Binet explained that he needed a mordant to mix his own copper solution with which to rub the rust off various hunting pieces. Emma gave a start. The pharmacist began to say:
“Indeed, the weather is not propitious, on account of the wet.”
“Nevertheless,” said the tax-gatherer with a sly air, “there are some who put up with it.”
&n
bsp; She choked.
“And give me …”
“So he’s never going to go!” she thought.
“A half-ounce of rosin and turpentine, four ounces of unbleached wax, and three ounces of bone black, please, to clean my equipment’s shiny leather parts.”
The apothecary was starting to cut the wax, when Madame Homais appeared with Irma in her arms, Napoléon next to her and Athalie following. She went to sit down on the velvet bench by the window, and the little boy squatted on a stool, while his older sister prowled around the jujube box, next to her dear papa. The latter was filling funnels and corking bottles, he was pasting labels, making up parcels. There was a hush around him; and all that could be heard was the weights jingling in the scales from time to time, with the odd low word from the pharmacist giving advice to his apprentice.

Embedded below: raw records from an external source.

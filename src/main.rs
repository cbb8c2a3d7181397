use clap::Parser;
use colored::*;
use tokio::io::{AsyncBufReadExt, BufReader};
use tokio::sync::mpsc;
use tokio_stream::wrappers::LinesStream;
use tokio_stream::StreamExt;
use tracing_subscriber::EnvFilter;

use feedwire::cli::{Args, UserCommand, COMMAND_HELP};
use feedwire::session::{run_session, SessionEnd};

// ---------------------------------------------------------------------------
// Stdin
// ---------------------------------------------------------------------------

/// Parse stdin lines into commands for whichever session is running. The
/// channel closes when stdin does.
fn spawn_stdin_reader() -> mpsc::UnboundedReceiver<UserCommand> {
    let (tx, rx) = mpsc::unbounded_channel();
    tokio::spawn(async move {
        let mut lines = LinesStream::new(BufReader::new(tokio::io::stdin()).lines());
        while let Some(line) = lines.next().await {
            let Ok(line) = line else { break };
            if line.trim().is_empty() {
                continue;
            }
            match UserCommand::parse(&line) {
                Ok(command) => {
                    if tx.send(command).is_err() {
                        break;
                    }
                }
                Err(e) => {
                    eprintln!("{} {}", e.bright_red(), COMMAND_HELP.dimmed());
                }
            }
        }
    });
    rx
}

// ---------------------------------------------------------------------------
// Main
// ---------------------------------------------------------------------------

#[tokio::main(flavor = "current_thread")]
async fn main() {
    let args = Args::parse();
    let config = match args.resolve_config() {
        Ok(config) => config,
        Err(e) => {
            eprintln!("{} {}", "error:".bright_red().bold(), e);
            std::process::exit(2);
        }
    };

    let filter = EnvFilter::try_from_default_env()
        .unwrap_or_else(|_| EnvFilter::new(format!("feedwire={}", config.log_level)));
    tracing_subscriber::fmt()
        .with_env_filter(filter)
        .with_writer(std::io::stderr)
        .init();

    eprintln!("{}", "FEEDWIRE".bright_cyan().bold());
    eprintln!("{}: {}", "Server".bright_yellow(), config.server_url);
    if let Some(filter) = &config.initial_filter {
        eprintln!("{}: {}", "Filter".bright_yellow(), filter);
    }
    eprintln!("{}", COMMAND_HELP.dimmed());

    let mut commands = spawn_stdin_reader();
    loop {
        match run_session(&config, &mut commands, args.assume_yes).await {
            Ok(SessionEnd::Quit) => break,
            Ok(SessionEnd::Reload) => {
                eprintln!("{}", "reloading".bright_magenta());
            }
            Err(e) => {
                eprintln!("{} {}", "connection failed:".bright_red(), e);
            }
        }
        tokio::time::sleep(config.reload_delay()).await;
    }
}
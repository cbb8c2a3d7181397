//! Outbound envelopes and the `(module, task)` routing table.

use serde::Serialize;
use serde_json::{Map, Value};

use super::MessageId;

/// Server handler group for everything feed- and editor-related.
pub const MESSAGES_MODULE: &str = "app.messages";

/// Server handler group for task-stack navigation.
pub const MAIN_MODULE: &str = "app.main";

/// The JSON object sent as one text frame.
#[derive(Debug, Clone, PartialEq, Serialize)]
pub struct Envelope {
    #[serde(skip_serializing_if = "Option::is_none")]
    pub module: Option<String>,
    pub task: String,
    #[serde(flatten)]
    pub fields: Map<String, Value>,
}

impl Envelope {
    /// An envelope without a module (`send(task, fields)` form).
    pub fn task(task: impl Into<String>) -> Self {
        Self {
            module: None,
            task: task.into(),
            fields: Map::new(),
        }
    }

    /// An envelope routed to `module` (`send(module, task, fields)` form).
    pub fn routed(module: impl Into<String>, task: impl Into<String>) -> Self {
        Self {
            module: Some(module.into()),
            ..Self::task(task)
        }
    }

    pub fn field(mut self, key: &str, value: impl Into<Value>) -> Self {
        self.fields.insert(key.to_owned(), value.into());
        self
    }

    /// Merge arbitrary caller fields; `module` and `task` keys are ignored so
    /// they cannot shadow the routing.
    pub fn with_fields(mut self, fields: Map<String, Value>) -> Self {
        for (key, value) in fields {
            if key != "module" && key != "task" {
                self.fields.insert(key, value);
            }
        }
        self
    }

    pub fn to_text(&self) -> serde_json::Result<String> {
        serde_json::to_string(self)
    }
}

/// Every action this client sends.
#[derive(Debug, Clone, PartialEq, Eq)]
pub enum Outbound {
    /// Heartbeat; the server may ignore it.
    Ping,
    OpenFeed { filter: Option<String> },
    FetchOlder { before: Option<MessageId> },
    FetchNewer { after: Option<MessageId> },
    /// Ask for newer content because the loaded feed does not fill the viewport.
    FetchNewerForwardOnly,
    /// Acknowledge a live injection so the server skips it in later pages.
    InjectedMessage { message_id: MessageId },
    NewMessage,
    EditMessage { message_id: MessageId },
    SaveWip { message_id: MessageId, content: String },
    SendMessage { message_id: MessageId },
    ComposeReply { message_id: MessageId },
    SendReply {
        message_id: MessageId,
        parent_mid: MessageId,
        to_sender_only: bool,
    },
    DeleteDraft { message_id: MessageId },
    DeleteMessage { message_id: MessageId },
    Stash { message_id: MessageId },
    Pin { message_id: MessageId },
    Unpin { message_id: MessageId },
    /// Finish the current server-side task (leave the editor keeping the draft).
    Finish,
}

impl Outbound {
    /// `(module, task)` for this action.
    pub fn route(&self) -> (Option<&'static str>, &'static str) {
        let m = Some(MESSAGES_MODULE);
        match self {
            Outbound::Ping => (None, "ping"),
            Outbound::OpenFeed { .. } => (m, "messages"),
            Outbound::FetchOlder { .. } => (m, "more_old_messages"),
            Outbound::FetchNewer { .. } => (m, "more_new_messages"),
            Outbound::FetchNewerForwardOnly => (m, "more_new_messages_forward_only"),
            Outbound::InjectedMessage { .. } => (m, "injected_message"),
            Outbound::NewMessage => (m, "new_message"),
            Outbound::EditMessage { .. } => (m, "edit_message"),
            Outbound::SaveWip { .. } => (m, "save_wip"),
            Outbound::SendMessage { .. } => (m, "send_message"),
            Outbound::ComposeReply { .. } => (m, "compose_reply"),
            Outbound::SendReply { .. } => (m, "send_reply"),
            Outbound::DeleteDraft { .. } => (m, "delete_draft"),
            Outbound::DeleteMessage { .. } => (m, "delete_message"),
            Outbound::Stash { .. } => (m, "stash"),
            Outbound::Pin { .. } => (m, "pin"),
            Outbound::Unpin { .. } => (m, "unpin"),
            Outbound::Finish => (Some(MAIN_MODULE), "finish"),
        }
    }

    pub fn envelope(&self) -> Envelope {
        let (module, task) = self.route();
        let env = match module {
            Some(module) => Envelope::routed(module, task),
            None => Envelope::task(task),
        };
        match self {
            Outbound::Ping
            | Outbound::FetchNewerForwardOnly
            | Outbound::NewMessage
            | Outbound::Finish => env,
            Outbound::OpenFeed { filter } => match filter {
                Some(filt) => env.field("filt", filt.as_str()),
                None => env,
            },
            Outbound::FetchOlder { before } => match before {
                Some(id) => env.field("before_mid", id.0),
                None => env,
            },
            Outbound::FetchNewer { after } => match after {
                Some(id) => env.field("after_mid", id.0),
                None => env,
            },
            Outbound::SaveWip {
                message_id,
                content,
            } => env
                .field("message_id", message_id.0)
                .field("content", content.as_str()),
            Outbound::SendReply {
                message_id,
                parent_mid,
                to_sender_only,
            } => env
                .field("message_id", message_id.0)
                .field("parent_mid", parent_mid.0)
                .field("to_sender_only", if *to_sender_only { "1" } else { "0" }),
            Outbound::InjectedMessage { message_id }
            | Outbound::EditMessage { message_id }
            | Outbound::SendMessage { message_id }
            | Outbound::ComposeReply { message_id }
            | Outbound::DeleteDraft { message_id }
            | Outbound::DeleteMessage { message_id }
            | Outbound::Stash { message_id }
            | Outbound::Pin { message_id }
            | Outbound::Unpin { message_id } => env.field("message_id", message_id.0),
        }
    }
}
//! Crate-level error types.
//!
//! [`FeedError`] covers every fallible path in the client: transport loss,
//! protocol decoding, document surgery, uploads and configuration.
//! [`DomError`] is kept separate because document operations fail for a much
//! narrower set of reasons and handlers usually log-and-skip them.

use thiserror::Error;

use crate::protocol::MessageId;

/// Convenience alias used throughout the crate.
pub type Result<T> = std::result::Result<T, FeedError>;

#[derive(Debug, Error)]
pub enum FeedError {
    /// The socket was not open when a send was attempted. Fatal: the caller
    /// has already been asked to reload.
    #[error("connection lost; reload requested")]
    ConnectionLost,

    /// A frame carried a known task tag but its fields did not decode.
    #[error("malformed '{task}' frame: {detail}")]
    Protocol { task: String, detail: String },

    /// A text frame had no `task` field at all.
    #[error("frame has no task tag")]
    MissingTask,

    #[error("json: {0}")]
    Json(#[from] serde_json::Error),

    #[error("document: {0}")]
    Dom(#[from] DomError),

    /// A file read for an upload batch failed or was aborted.
    #[error("upload read failed for '{name}': {detail}")]
    UploadRead { name: String, detail: String },

    /// A file read returned a different byte count than the size recorded at
    /// call time; the frame offsets would be wrong.
    #[error("upload '{name}' changed size: expected {expected} bytes, read {actual}")]
    UploadSizeMismatch {
        name: String,
        expected: u64,
        actual: u64,
    },

    #[error("config: {0}")]
    Config(String),

    #[error("io: {0}")]
    Io(#[from] std::io::Error),

    #[error("websocket: {0}")]
    WebSocket(#[from] tokio_tungstenite::tungstenite::Error),
}

/// Failures of [`crate::dom::Document`] operations.
#[derive(Debug, Clone, PartialEq, Eq, Error)]
pub enum DomError {
    #[error("element '{0}' not found")]
    NotFound(String),

    #[error("element '{0}' already exists")]
    Duplicate(String),

    /// Placement is not meaningful for the anchor (e.g. inserting a sibling
    /// of a top-level container).
    #[error("cannot place relative to '{0}'")]
    InvalidPlacement(String),
}

impl FeedError {
    /// Whether this error ends the session (and therefore the page).
    pub fn is_fatal(&self) -> bool {
        matches!(self, FeedError::ConnectionLost | FeedError::WebSocket(_))
    }

    pub(crate) fn protocol(task: impl Into<String>, detail: impl std::fmt::Display) -> Self {
        FeedError::Protocol {
            task: task.into(),
            detail: detail.to_string(),
        }
    }

    pub(crate) fn missing_message(id: MessageId) -> Self {
        FeedError::Dom(DomError::NotFound(id.element_id()))
    }
}
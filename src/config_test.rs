use super::*;

#[test]
fn defaults_when_nothing_is_set() {
    let cfg = ClientConfig::from_values(None, None, None, None);
    assert_eq!(cfg, ClientConfig::default());
    assert_eq!(cfg.api_base, "");
    assert_eq!(cfg.paths.login, "/auth/login");
    assert_eq!(cfg.paths.onboarding, "/onboarding");
    assert_eq!(cfg.paths.app_home, "/app/overview");
}

#[test]
fn api_base_is_trimmed() {
    let cfg = ClientConfig::from_values(Some(" https://api.unlimi.app/ "), None, None, None);
    assert_eq!(cfg.api_base, "https://api.unlimi.app");
}

#[test]
fn custom_paths_are_used() {
    let cfg = ClientConfig::from_values(None, Some("/signin"), Some("/setup"), Some("/app/home"));
    assert_eq!(
        cfg.paths,
        GuardPaths { login: "/signin".into(), onboarding: "/setup".into(), app_home: "/app/home".into() }
    );
}

#[test]
fn relative_or_blank_paths_fall_back_to_defaults() {
    let cfg = ClientConfig::from_values(None, Some("signin"), Some("  "), Some("app/home"));
    assert_eq!(cfg.paths, GuardPaths::default());
}

#[test]
fn paths_are_normalized_like_router_locations() {
    let cfg = ClientConfig::from_values(None, Some("/auth/login?next=/app"), Some("/onboarding/"), Some(" /app/overview/ "));
    assert_eq!(cfg.paths, GuardPaths::default());
}

#[test]
fn trailing_slash_onboarding_path_still_sends_onboarded_users_home() {
    use crate::router::guard::{Decision, evaluate};
    use crate::state::session::SessionState;

    let cfg = ClientConfig::from_values(None, None, Some("/onboarding/"), None);
    let mut state = SessionState::default();
    state.set_token(Some("t1".to_owned()));
    state.set_onboarding_completed(true);

    let target = RouteTable::standard().resolve("/onboarding");
    assert_eq!(evaluate(&target, &state, &cfg.paths), Decision::Redirect("/app/overview".to_owned()));
}

#[test]
fn default_paths_validate_against_both_tables() {
    let cfg = ClientConfig::default();
    assert!(cfg.validate(&RouteTable::standard()).is_empty());
    assert!(cfg.validate(&RouteTable::with_landing()).is_empty());
}

#[test]
fn undeclared_paths_are_reported() {
    let cfg = ClientConfig::from_values(None, Some("/signin"), Some("/setup"), None);
    let problems = cfg.validate(&RouteTable::standard());
    assert_eq!(problems.len(), 2);
    assert!(problems[0].contains("/signin"));
    assert!(problems[1].contains("/setup"));
}

#[test]
fn login_path_behind_auth_is_reported() {
    let cfg = ClientConfig::from_values(None, Some("/app/overview"), None, None);
    let problems = cfg.validate(&RouteTable::standard());
    assert_eq!(problems, vec!["login path /app/overview requires authentication".to_owned()]);
}
//! Navigation guard: decides whether a route transition proceeds.
//!
//! DESIGN
//! ======
//! The rules run in a fixed order and the first one that fires wins:
//!
//! 1. `/` while authenticated: onboarding page or app home.
//! 2. guest-only route while authenticated: same as 1.
//! 3. auth-only route while logged out: login.
//! 4. route needing finished onboarding while unfinished: onboarding page.
//! 5. the onboarding page after onboarding: app home.
//! 6. admin route: load the overview if missing (one fetch), then login on
//!    fetch failure, app home unless admin.
//! 7. otherwise allow.
//!
//! Guest rules come before the auth rule so a signed-in user never lands on
//! login or register. Only rule 6 touches the network, so [`evaluate`] is
//! synchronous and reports [`Decision::NeedsProfile`] instead of fetching;
//! [`resolve_admin_eligibility`] is the async step.

#[cfg(test)]
#[path = "guard_test.rs"]
mod guard_test;

use super::routes::RouteTarget;
use crate::config::GuardPaths;
use crate::net::api::{ApiError, OverviewApi};
use crate::state::session::{SessionAccess, SessionState};

pub const ROOT_PATH: &str = "/";

/// Final outcome of a navigation check.
#[derive(Clone, Debug, PartialEq, Eq)]
pub enum Verdict {
    Allow,
    Redirect(String),
}

/// Outcome of the synchronous rules.
#[derive(Clone, Debug, PartialEq, Eq)]
pub enum Decision {
    Allow,
    Redirect(String),
    /// Admin route with no overview loaded yet.
    NeedsProfile,
}

/// Whether the session may enter an admin route.
#[derive(Clone, Copy, Debug, PartialEq, Eq)]
pub enum AdminEligibility {
    Admin,
    NotAdmin,
    /// The overview fetch failed.
    ProfileUnavailable,
}

impl AdminEligibility {
    /// Eligibility from the overview currently held. A missing overview is
    /// not admin.
    pub fn of(session: &SessionState) -> Self {
        if session.is_admin() { Self::Admin } else { Self::NotAdmin }
    }

    /// Eligibility after an overview fetch finished with `result`.
    pub fn after_fetch(result: &Result<(), ApiError>, session: &SessionState) -> Self {
        match result {
            Ok(()) => Self::of(session),
            Err(_) => Self::ProfileUnavailable,
        }
    }
}

/// Where an authenticated user belongs: onboarding until it is done, then
/// the app home.
pub fn home_for<'a>(session: &SessionState, paths: &'a GuardPaths) -> &'a str {
    if session.onboarding_completed() { &paths.app_home } else { &paths.onboarding }
}

/// Run rules 1 through 7 without any I/O.
pub fn evaluate(target: &RouteTarget, session: &SessionState, paths: &GuardPaths) -> Decision {
    let meta = target.meta;
    let authenticated = session.is_authenticated();

    if authenticated && (target.path == ROOT_PATH || meta.requires_guest) {
        return Decision::Redirect(home_for(session, paths).to_owned());
    }
    if meta.requires_auth && !authenticated {
        return Decision::Redirect(paths.login.clone());
    }
    if meta.requires_completed_onboarding() && !session.onboarding_completed() {
        return Decision::Redirect(paths.onboarding.clone());
    }
    if target.path == paths.onboarding && session.onboarding_completed() {
        return Decision::Redirect(paths.app_home.clone());
    }
    if meta.requires_admin {
        if session.user().is_none() {
            return Decision::NeedsProfile;
        }
        return admin_verdict(AdminEligibility::of(session), paths).into();
    }
    Decision::Allow
}

/// Map admin eligibility to the rule 6 verdict.
pub fn admin_verdict(eligibility: AdminEligibility, paths: &GuardPaths) -> Verdict {
    match eligibility {
        AdminEligibility::Admin => Verdict::Allow,
        AdminEligibility::NotAdmin => Verdict::Redirect(paths.app_home.clone()),
        AdminEligibility::ProfileUnavailable => Verdict::Redirect(paths.login.clone()),
    }
}

/// Make sure the overview is loaded, fetching it at most once, and report
/// whether it grants admin access.
///
/// The session is read before the fetch and updated after it, never held
/// across the await. A result for a token that was replaced meanwhile is
/// dropped, which leaves the overview missing and reads as not admin.
pub async fn resolve_admin_eligibility<H, A>(session: &mut H, api: &A) -> AdminEligibility
where
    H: SessionAccess,
    A: OverviewApi + ?Sized,
{
    let token = session.with_state(|s| if s.user().is_some() { None } else { s.overview_token() });
    let Some(token) = token else {
        return session.with_state(AdminEligibility::of);
    };
    let fetched = api.fetch_overview(&token).await;
    let outcome = session.apply_overview_result(&token, fetched);
    session.with_state(|s| AdminEligibility::after_fetch(&outcome, s))
}

impl From<Verdict> for Decision {
    fn from(verdict: Verdict) -> Self {
        match verdict {
            Verdict::Allow => Self::Allow,
            Verdict::Redirect(path) => Self::Redirect(path),
        }
    }
}

/// The guard with its configured redirect targets.
#[derive(Clone, Debug, Default, PartialEq, Eq)]
pub struct NavigationGuard {
    paths: GuardPaths,
}

impl NavigationGuard {
    pub fn new(paths: GuardPaths) -> Self {
        Self { paths }
    }

    pub fn paths(&self) -> &GuardPaths {
        &self.paths
    }

    /// Decide the transition `from -> to`, suspending only for the admin
    /// overview fetch.
    pub async fn check<H, A>(&self, to: &RouteTarget, from: Option<&RouteTarget>, session: &mut H, api: &A) -> Verdict
    where
        H: SessionAccess,
        A: OverviewApi + ?Sized,
    {
        let verdict = match session.with_state(|s| evaluate(to, s, &self.paths)) {
            Decision::Allow => Verdict::Allow,
            Decision::Redirect(path) => Verdict::Redirect(path),
            Decision::NeedsProfile => {
                let eligibility = resolve_admin_eligibility(session, api).await;
                if eligibility == AdminEligibility::NotAdmin {
                    leptos::logging::warn!("user is not admin, redirecting to {}", self.paths.app_home);
                }
                admin_verdict(eligibility, &self.paths)
            }
        };
        if let Verdict::Redirect(path) = &verdict {
            let from = from.map_or("(initial)", |r| r.path.as_str());
            leptos::logging::log!("navigation {from} -> {} redirected to {path}", to.path);
        }
        verdict
    }
}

“How is your little one?” asked Madame Homais suddenly.
“Silence!” exclaimed her husband, who was scribbling figures in the rough book.
“Why haven’t you brought her along?” she resumed in a whisper.
“Hush, hush!” said Emma, pointing at the apothecary.
But Binet, completely absorbed in reading the bill, had probably heard nothing. At last he left. Then Emma, rid of him, let out a great sigh.
“What deep breaths you take!” said Madame Homais.
“Oh, it’s because it is a little warm,” she responded.
So they considered, the next day, how to arrange their meetings; Emma wanted to bribe her maid with a present; but it would be better to find some discreet house in Yonville.
All winter, three or four times a week, in the darkest night, he would come to the garden. Emma had deliberately taken the key out of the gate, Charles believing it lost.
To alert her, Rodolphe would throw a fistful of sand against the window blinds. She got up with a start; but sometimes he had to wait for her, as Charles had a mania for prattling by the fire, and he would not finish. She was consumed with impatience; if her eyes could have managed it, they would have thrown him out of the window. At last, she began to prepare for bed; then she took up a book and went on reading quite calmly, as if entertained by the words. But Charles, who was in bed, would appeal to her to turn in.